The Tampa Bay Lightning’s slow start is a distant memory, while the New York Rangers hope their home woes can start fading away.
The Lightning will attempt to run their winning streak to seven games on Saturday afternoon when they visit the Rangers.
Tampa Bay opened with a 1-4-2 record when it lost five one-goal games. Since then, the Lightning are 14-3-0 and are on their second lengthy winning streak.
Tampa Bay has outscored opponents 26-9 in this streak, which continued with Friday’s 6-3 win over the Detroit Red Wings that gave them a fourth straight road win.
Darren Raddysh, whose brother Taylor plays for the Rangers, scored twice after the Lightning allowed the first goal midway through the first period.
Nikita Kucherov added two assists for Tampa Bay. He has four goals and 11 assists during an eight-game point streak after he had 14 points in Tampa Bay’s first 16 contests.
Yanni Gourde also scored twice for the Lightning, who finished with six goals for the second time this season.
“That was a pretty complete team effort,” Lightning coach Jon Cooper said. “(Andrei Vasilevskiy) kept us close while we were shooting ourselves in the first period, and after we weathered that, we kind of took over from there.”
The Rangers are on their third three-game winning streak of the season but are 2-7-1 at home as opposed to 11-4-1 on the road. New York has won two of its past three home games after a seven-game winless skid and Saturday will start a run of eight of 11 games at home.
New York began its winning streak with Monday’s 3-2 victory over the St. Louis Blues. It then earned road wins over the Carolina Hurricanes and Boston Bruins.
In Friday’s 6-2 win at Boston, the Rangers scored the first four goals. Artemi Panarin and Carson Soucy scored in the first period before Mika Zibanejad added a pair of power-play goals 45 seconds apart in the second when the Rangers were outshot 17-5 and conceded on two goals in the opening 5:49 of the third.
“The power play, obviously, was the difference maker in the game, but I thought after (they outplayed us early in the second period), we responded,” Rangers coach Mike Sullivan said. “It happened a couple of times in the game, beginning of the third. Everything we talked about in between periods, we tried to set out to do. We really didn’t.
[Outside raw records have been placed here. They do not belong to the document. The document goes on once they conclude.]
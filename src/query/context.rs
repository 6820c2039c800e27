//! Query context carried alongside logical plans

use serde::{Deserialize, Serialize};

use crate::query::logical::RangeParams;

/// Execution options attached to a query
#[derive(Debug, Clone, PartialEq, Eq, Serialize, Deserialize)]
pub struct PlannerParams {
    /// Maximum number of samples a query may return
    pub sample_limit: usize,
    /// Query timeout in milliseconds
    pub query_timeout_ms: u64,
    /// Shard spread override
    pub spread: Option<u32>,
    /// Return what succeeded when a partition fails
    pub allow_partial_results: bool,
    /// Evaluation window of the query text; set on contexts derived for a join side
    pub range_params: Option<RangeParams>,
}

impl Default for PlannerParams {
    fn default() -> Self {
        Self {
            sample_limit: 1_000_000,
            query_timeout_ms: 30_000,
            spread: None,
            allow_partial_results: false,
            range_params: None,
        }
    }
}

/// Original query text plus execution options
///
/// Contexts are immutable once built. Splitting a join across partitions
/// derives a new context per side with [`QueryContext::with_query_text`].
#[derive(Debug, Clone, PartialEq, Eq, Serialize, Deserialize)]
pub struct QueryContext {
    /// Query text the plan was parsed from
    pub orig_query_text: String,
    /// Query identifier shared by every derived context
    pub query_id: String,
    /// Submission time (epoch ms)
    pub submit_time_ms: i64,
    /// Execution options
    pub params: PlannerParams,
}

impl QueryContext {
    /// Create a context for a freshly submitted query
    pub fn new(query_text: impl Into<String>, query_id: impl Into<String>) -> Self {
        Self {
            orig_query_text: query_text.into(),
            query_id: query_id.into(),
            submit_time_ms: chrono::Utc::now().timestamp_millis(),
            params: PlannerParams::default(),
        }
    }

    /// Replace the planner parameters
    pub fn with_params(mut self, params: PlannerParams) -> Self {
        self.params = params;
        self
    }

    /// Derive a context holding different query text; all other fields are copied
    pub fn with_query_text(&self, query_text: impl Into<String>) -> Self {
        Self {
            orig_query_text: query_text.into(),
            ..self.clone()
        }
    }

    /// Replace the evaluation window carried with the query text
    pub fn with_range_params(mut self, range_params: Option<RangeParams>) -> Self {
        self.params.range_params = range_params;
        self
    }
}
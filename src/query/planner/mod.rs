//! Query planners
//!
//! Three planners materialize logical plans into execution trees:
//!
//! - [`LocalPartitionPlanner`]: plans against the data of the partition this node serves
//! - [`RemotePartitionPlanner`]: ships query text to the cluster owning a partition
//! - [`SinglePartitionPlanner`]: routes a plan across a set of partitions, splitting
//!   joins whose operands live in different partitions
//!
//! ```text
//!            LogicalPlan + QueryContext
//!                       │
//!                       ▼
//!          ┌─────────────────────────┐
//!          │  SinglePartitionPlanner │  metric → partition → planner
//!          └───────────┬─────────────┘
//!          ┌───────────┴─────────────┐
//!          ▼                         ▼
//!   ┌──────────────┐         ┌──────────────┐
//!   │ Local planner│         │Remote planner│
//!   └──────────────┘         └──────────────┘
//! ```

mod local;
mod partition_set;
mod remote;

pub use local::LocalPartitionPlanner;
pub use partition_set::SinglePartitionPlanner;
pub use remote::RemotePartitionPlanner;

use std::fmt;
use std::sync::Arc;

use crate::query::context::QueryContext;
use crate::query::error::QueryResult;
use crate::query::exec::ExecPlan;
use crate::query::logical::LogicalPlan;

/// Materializes logical plans for one partition (cluster)
///
/// Implementations are shared read-only across concurrent queries.
pub trait PartitionPlanner: Send + Sync + fmt::Debug {
    /// Planner name used in logs
    fn name(&self) -> &str;

    /// Materialize a plan into an execution tree
    fn materialize(&self, plan: &LogicalPlan, context: &QueryContext) -> QueryResult<ExecPlan>;
}

/// Maps a metric name to the name of the partition holding it
pub trait PartitionSelector: Send + Sync {
    /// Partition name for the metric
    fn partition_for(&self, metric: &str) -> String;
}

impl<F> PartitionSelector for F
where
    F: Fn(&str) -> String + Send + Sync,
{
    fn partition_for(&self, metric: &str) -> String {
        self(metric)
    }
}

/// Identity comparison of shared planners
///
/// Compares data addresses only; vtable pointers of the same type may differ
/// between codegen units.
pub(crate) fn same_planner(a: &Arc<dyn PartitionPlanner>, b: &Arc<dyn PartitionPlanner>) -> bool {
    std::ptr::eq(
        Arc::as_ptr(a) as *const (),
        Arc::as_ptr(b) as *const (),
    )
}

#[cfg(test)]
mod tests {
    use super::*;

    #[test]
    fn test_closure_selector() {
        let selector = |metric: &str| {
            if metric.starts_with("cpu") {
                "clusterA".to_string()
            } else {
                "clusterB".to_string()
            }
        };
        assert_eq!(selector.partition_for("cpu_usage"), "clusterA");
        assert_eq!(selector.partition_for("mem_free"), "clusterB");
    }

    #[test]
    fn test_same_planner_is_identity_not_equality() {
        let a: Arc<dyn PartitionPlanner> = Arc::new(LocalPartitionPlanner::new("p", "_metric_"));
        let b: Arc<dyn PartitionPlanner> = Arc::new(LocalPartitionPlanner::new("p", "_metric_"));
        assert!(same_planner(&a, &a.clone()));
        assert!(!same_planner(&a, &b));
    }
}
“And that was playing a simplified game and playing straight ahead and making them have to go 200 feet to work to get their scoring chances. That’s the challenge when you get up with a four-goal lead going into the third period.
The Rangers scored at least six goals for the fourth time and produced multiple power-play tallies for the third time this season.
Panarin set up both Zibanejad goals and had his third four-point game this season. He also has six goals and 13 assists over his past 12 games, and that includes three assists in New York’s 7-3 win at Tampa Bay on Nov. 12.
Vincent Trocheck also set up Soucy’s goal and a tally by Vladislav Gavrikov, giving him five goals and 10 points since returning Nov. 10.